M. Darmon Face au Risque, 2016, n°528, pp. 22-23

Sachant que le code du travail autorise une liste limitative de boissons alcoolisées au travail (vin, bière, cidre, poiré), il faut considérer que "l’alcool au travail n’est pas réglementairement prohibé, seulement limité" ; et que la consommation devra être raisonnable. Néanmoins, l’interdiction de consommation d’alcool sur le lieu de travail est possible via le règlement intérieur mais cette mesure doit être "proportionnée aux risques, compte tenu de l’activité de l’entreprise, des risques rencontrés aux postes de travail et du comportement des salariés".

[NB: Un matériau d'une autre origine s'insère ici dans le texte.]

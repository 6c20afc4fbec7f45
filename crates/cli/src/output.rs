use std::fmt::Write as _;

use anyhow::{Context, Result};
use chrono::{DateTime, Utc};
use gridguide_core::{ChannelWindow, GuideSnapshot, JumpMark, JumpMarks, SyncState};
use gridguide_sync::SyncStats;
use serde::Serialize;

#[derive(Debug, Clone, Copy, PartialEq, Eq, clap::ValueEnum)]
pub enum OutputFormat {
    Text,
    Json,
}

#[derive(Debug, Serialize)]
pub struct SyncReport<'a> {
    pub snapshot: &'a GuideSnapshot,
    pub stats: SyncStats,
}

pub fn print_json<T: Serialize>(value: &T) -> Result<()> {
    let rendered = serde_json::to_string_pretty(value).context("Failed to serialize output")?;
    println!("{rendered}");
    Ok(())
}

fn time(at: DateTime<Utc>) -> String {
    at.format("%Y-%m-%d %H:%M UTC").to_string()
}

fn describe_mark(mark: Option<&JumpMark>) -> String {
    match mark {
        Some(mark) => format!("{} ({})", mark.label(), time(mark.target)),
        None => "hidden".to_string(),
    }
}

pub fn describe_marks(marks: &JumpMarks) -> String {
    format!(
        "left: {}, right: {}, current time {}",
        describe_mark(marks.left.as_ref()),
        describe_mark(marks.right.as_ref()),
        if marks.current_time_visible {
            "visible"
        } else {
            "off screen"
        }
    )
}

pub fn describe_window(window: &ChannelWindow, total: usize) -> String {
    if window.is_empty() {
        return format!("no channels (0 of {total})");
    }
    format!(
        "channels {}..{} ({} of {})",
        window.start,
        window.end,
        window.len(),
        total
    )
}

pub fn render_snapshot(snapshot: &GuideSnapshot, stats: &SyncStats) -> String {
    let mut out = String::new();
    let state = match snapshot.state {
        SyncState::Idle => "idle",
        SyncState::Loading { .. } => "loading",
        SyncState::Ready { .. } => "ready",
    };
    let _ = writeln!(
        out,
        "Round {} ({state}), {} rounds launched, {} discarded",
        snapshot.epoch, stats.rounds_launched, stats.rounds_discarded
    );
    let _ = writeln!(
        out,
        "Window: {}",
        describe_window(&snapshot.window, snapshot.channels.len())
    );
    if let Some(range) = &snapshot.visible_range {
        let _ = writeln!(out, "Visible: {} - {}", time(range.start), time(range.end));
    }
    if let Some(range) = &snapshot.fetch_range {
        let _ = writeln!(out, "Fetched: {} - {}", time(range.start), time(range.end));
    }
    let _ = writeln!(out, "Jump marks: {}", describe_marks(&snapshot.jump_marks));
    for error in &snapshot.errors {
        let _ = writeln!(out, "Warning: {error}");
    }

    for entry in snapshot.channels.get(snapshot.window.indices()).unwrap_or_default() {
        let _ = writeln!(out, "\n{} [{}]", entry.channel.name, entry.id());
        if entry.events.is_empty() {
            let _ = writeln!(out, "  (no events)");
        }
        for view in &entry.events {
            let status = view
                .recording_status
                .as_ref()
                .map(|s| format!("  [{}]", s.state.as_str()))
                .unwrap_or_default();
            let _ = writeln!(out, "  {}  {}{}", view.timeframe(), view.event.title, status);
        }
    }
    out
}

Il est exclu de procéder à un contrôle généralisé de l’alcoolémie à l’issue du "pot". Il peut être effectué chez les collaborateurs en raison du travail confié, et si cela a a été prévu par le règlement intérieur et en utilisant des moyens adaptés (alcootest ou éthylomètre) que le collaborateur pourra contester en demandant une contre-expertise.
Un travailleur supposé en état d’ébriété sera retiré du poste et l’employeur aura prévu les conditions de sa prise en charge sanitaire et les modalités de réalisation des premiers soins, le cas échéant.
L’ivresse sur le lieu de travail peut entraîner des sanctions jusqu’au licenciement, à certaines conditions.
Pour éviter d’arriver à de telles situations, il faut respecter certaines règles :

  • en amont : rappel des risques de la consommation d’alcool pour la santé et la sécurité,
  • pas de "pot" sans accord de l’employeur,
  • limitation de la nature et de la quantité d’alcool mise à disposition,
  • fourniture systématique de "boissons sans alcool" et de nourriture,
  • délai suffisant avant la reprise de travail,
  • mise à disposition d’éthylotests d’auto-évaluation
  • prévision d’alternatives à la conduite de véhicules pour quitter l’entreprise, au cas où.